Problem statement: Return the lines exactly as they stand, from the first of the material through the line containing "wrapping call sites.".
----- Data records -----
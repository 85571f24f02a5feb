//! OpenAI-compatible chat provider
//!
//! Speaks the `/chat/completions` protocol used by OpenRouter, OpenAI, and
//! most self-hosted gateways. Model identifier, endpoint, credential,
//! output budget, and temperature all come from configuration — nothing is
//! hardcoded in the retrieval code.

use async_trait::async_trait;
use reqwest::Client;
use serde_json::json;
use std::time::Duration;

use super::{LLMError, LLMProvider, Message, Result};
use crate::config::LLMConfig;

pub struct OpenAiLikeProvider {
    config: LLMConfig,
    api_key: String,
    client: Client,
}

impl OpenAiLikeProvider {
    /// Create a new provider with a resolved credential.
    ///
    /// The per-call timeout from config is installed on the HTTP client, so
    /// every completion is bounded without wrapping call sites.
    pub fn try_new(config: LLMConfig, api_key: impl Into<String>) -> Result<Self> {
        let client = Client::builder()
            .timeout(Duration::from_secs(config.timeout_secs))
            .build()
            .map_err(|e| LLMError::NetworkError(e.to_string()))?;

        Ok(Self {
            config,
            api_key: api_key.into(),
            client,
        })
    }
}

#[async_trait]
impl LLMProvider for OpenAiLikeProvider {
    fn name(&self) -> &str {
        "openai_like"
    }

    async fn check_health(&self) -> bool {
        !self.api_key.is_empty()
    }

    async fn complete(&self, messages: &[Message]) -> Result<String> {
        let url = format!("{}/chat/completions", self.config.base_url);

        let api_messages: Vec<_> = messages
            .iter()
            .map(|msg| {
                json!({
                    "role": msg.role.to_string(),
                    "content": msg.content,
                })
            })
            .collect();

        let payload = json!({
            "model": self.config.model,
            "messages": api_messages,
            "temperature": self.config.temperature,
            "max_tokens": self.config.max_tokens,
        });

        tracing::debug!(
            model = %self.config.model,
            messages = messages.len(),
            "Chat completion request"
        );

        let start = std::time::Instant::now();
        let response = self
            .client
            .post(&url)
            .header("Authorization", format!("Bearer {}", self.api_key))
            .header("Content-Type", "application/json")
            .json(&payload)
            .send()
            .await
            .map_err(|e| {
                if e.is_timeout() {
                    LLMError::Timeout
                } else if e.is_connect() {
                    LLMError::ProviderUnavailable(format!(
                        "Cannot connect to {}",
                        self.config.base_url
                    ))
                } else {
                    LLMError::NetworkError(e.to_string())
                }
            })?;

        tracing::debug!(
            "Chat completion response received in {:.1}s",
            start.elapsed().as_secs_f64()
        );

        if !response.status().is_success() {
            let status = response.status();
            let text = response.text().await.unwrap_or_default();

            return Err(match status.as_u16() {
                401 | 403 => LLMError::AuthenticationFailed(text),
                429 => LLMError::RateLimitExceeded,
                _ => LLMError::InvalidRequest(text),
            });
        }

        let data: serde_json::Value = response
            .json()
            .await
            .map_err(|e| LLMError::ParseError(e.to_string()))?;

        let content = data
            .get("choices")
            .and_then(|c| c.as_array())
            .and_then(|c| c.first())
            .and_then(|choice| choice.get("message"))
            .and_then(|message| message.get("content"))
            .and_then(|content| content.as_str())
            .ok_or_else(|| LLMError::ParseError("No content in response".to_string()))?;

        if content.trim().is_empty() {
            return Err(LLMError::ParseError("Empty content".to_string()));
        }

        Ok(content.to_string())
    }
}
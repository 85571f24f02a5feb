/// Database module for sqlite persistence
///
/// This module provides the shared connection pool for both retrieval
/// stores: `financial_records` (structured) and `strategic_docs` (vector).
/// It uses sqlx with WAL mode for better concurrency. The core only ever
/// reads from these tables; writes happen in the seeding collaborator.
use anyhow::{Context, Result};
use sqlx::sqlite::{SqliteConnectOptions, SqlitePool, SqlitePoolOptions, SqliteRow};
use sqlx::{Column, ConnectOptions, Row, TypeInfo, ValueRef};
use std::path::Path;
use std::str::FromStr;
use tracing::{debug, info};

pub mod docs;
pub mod records;
pub mod seed;

// Re-export commonly used types
pub use docs::DocumentStore;
pub use records::FinancialStore;

/// Database connection pool
pub struct Database {
    pool: SqlitePool,
}

impl Database {
    /// Create a new database connection
    ///
    /// This will:
    /// 1. Create the database file if it doesn't exist
    /// 2. Enable WAL mode for better concurrency
    /// 3. Run migrations to set up both store schemas
    pub async fn new(db_path: &Path) -> Result<Self> {
        info!("Initializing database at: {}", db_path.display());

        // Ensure parent directory exists
        if let Some(parent) = db_path.parent() {
            tokio::fs::create_dir_all(parent)
                .await
                .context("Failed to create database directory")?;
        }

        // Configure sqlite connection with WAL mode
        let connection_string = format!("sqlite:{}", db_path.display());
        let options = SqliteConnectOptions::from_str(&connection_string)?
            .create_if_missing(true)
            .journal_mode(sqlx::sqlite::SqliteJournalMode::Wal)
            .synchronous(sqlx::sqlite::SqliteSynchronous::Normal)
            .foreign_keys(true)
            .disable_statement_logging();

        // Create connection pool
        let pool = SqlitePoolOptions::new()
            .max_connections(5)
            .connect_with(options)
            .await
            .context("Failed to connect to database")?;

        debug!("Database connection established");

        let db = Self { pool };

        // Run migrations
        db.run_migrations().await?;

        Ok(db)
    }

    /// Run database migrations
    ///
    /// Migrations are idempotent and can be run multiple times safely.
    async fn run_migrations(&self) -> Result<()> {
        info!("Running database migrations");

        sqlx::raw_sql(include_str!("../../migrations/001_initial.sql"))
            .execute(&self.pool)
            .await
            .context("Failed to execute migration 001_initial.sql")?;

        info!("Database migrations completed successfully");
        Ok(())
    }

    /// Get a reference to the connection pool
    pub fn pool(&self) -> &SqlitePool {
        &self.pool
    }

    /// Close the database connection
    pub async fn close(self) -> Result<()> {
        info!("Closing database connection");
        self.pool.close().await;
        Ok(())
    }
}

/// Decode one sqlite row into a JSON object keyed by column name.
///
/// Result columns of generated queries are not known at compile time, so
/// decoding goes by the value's storage class. Blobs are summarized rather
/// than inlined — embedding vectors have no place in a prompt or in
/// provenance output.
pub fn row_to_json(row: &SqliteRow) -> std::result::Result<serde_json::Value, sqlx::Error> {
    let mut object = serde_json::Map::new();

    for (index, column) in row.columns().iter().enumerate() {
        let raw = row.try_get_raw(index)?;

        let value = if raw.is_null() {
            serde_json::Value::Null
        } else {
            match raw.type_info().name() {
                "INTEGER" => serde_json::Value::from(row.try_get::<i64, _>(index)?),
                "REAL" => serde_json::Value::from(row.try_get::<f64, _>(index)?),
                "BLOB" => {
                    let bytes: Vec<u8> = row.try_get(index)?;
                    serde_json::Value::String(format!("<{} bytes>", bytes.len()))
                }
                _ => serde_json::Value::String(row.try_get::<String, _>(index)?),
            }
        };

        object.insert(column.name().to_string(), value);
    }

    Ok(serde_json::Value::Object(object))
}

#[cfg(test)]
mod tests {
    use super::*;
    use tempfile::TempDir;

    #[tokio::test]
    async fn test_database_creation() {
        let temp_dir = TempDir::new().unwrap();
        let db_path = temp_dir.path().join("test.db");

        let db = Database::new(&db_path).await.unwrap();

        // Verify database file was created
        assert!(db_path.exists());

        // Verify we can query the database
        let result = sqlx::query("SELECT 1").fetch_one(db.pool()).await;
        assert!(result.is_ok());

        db.close().await.unwrap();
    }

    #[tokio::test]
    async fn test_migrations_create_tables() {
        let temp_dir = TempDir::new().unwrap();
        let db_path = temp_dir.path().join("test.db");

        let db = Database::new(&db_path).await.unwrap();

        let tables: Vec<String> =
            sqlx::query_scalar("SELECT name FROM sqlite_master WHERE type='table' ORDER BY name")
                .fetch_all(db.pool())
                .await
                .unwrap();

        assert!(tables.contains(&"financial_records".to_string()));
        assert!(tables.contains(&"strategic_docs".to_string()));

        db.close().await.unwrap();
    }

    #[tokio::test]
    async fn test_wal_mode_enabled() {
        let temp_dir = TempDir::new().unwrap();
        let db_path = temp_dir.path().join("test.db");

        let db = Database::new(&db_path).await.unwrap();

        let journal_mode: String = sqlx::query_scalar("PRAGMA journal_mode")
            .fetch_one(db.pool())
            .await
            .unwrap();

        assert_eq!(journal_mode.to_lowercase(), "wal");

        db.close().await.unwrap();
    }

    #[tokio::test]
    async fn test_row_to_json_value_types() {
        let temp_dir = TempDir::new().unwrap();
        let db = Database::new(&temp_dir.path().join("test.db")).await.unwrap();

        let row = sqlx::query("SELECT 42 AS n, 3.5 AS r, 'aws' AS s, NULL AS missing")
            .fetch_one(db.pool())
            .await
            .unwrap();

        let json = row_to_json(&row).unwrap();
        assert_eq!(json["n"], 42);
        assert_eq!(json["r"], 3.5);
        assert_eq!(json["s"], "aws");
        assert!(json["missing"].is_null());

        db.close().await.unwrap();
    }
}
-----
Reply to the task:
repository 85571f24f02a5feb
//! OpenAI-compatible chat provider
//!
//! Speaks the `/chat/completions` protocol used by OpenRouter, OpenAI, and
//! most self-hosted gateways. Model identifier, endpoint, credential,
//! output budget, and temperature all come from configuration — nothing is
//! hardcoded in the retrieval code.

use async_trait::async_trait;
use reqwest::Client;
use serde_json::json;
use std::time::Duration;

use super::{LLMError, LLMProvider, Message, Result};
use crate::config::LLMConfig;

pub struct OpenAiLikeProvider {
    config: LLMConfig,
    api_key: String,
    client: Client,
}

impl OpenAiLikeProvider {
    /// Create a new provider with a resolved credential.
    ///
    /// The per-call timeout from config is installed on the HTTP client, so
    /// every completion is bounded without wrapping call sites.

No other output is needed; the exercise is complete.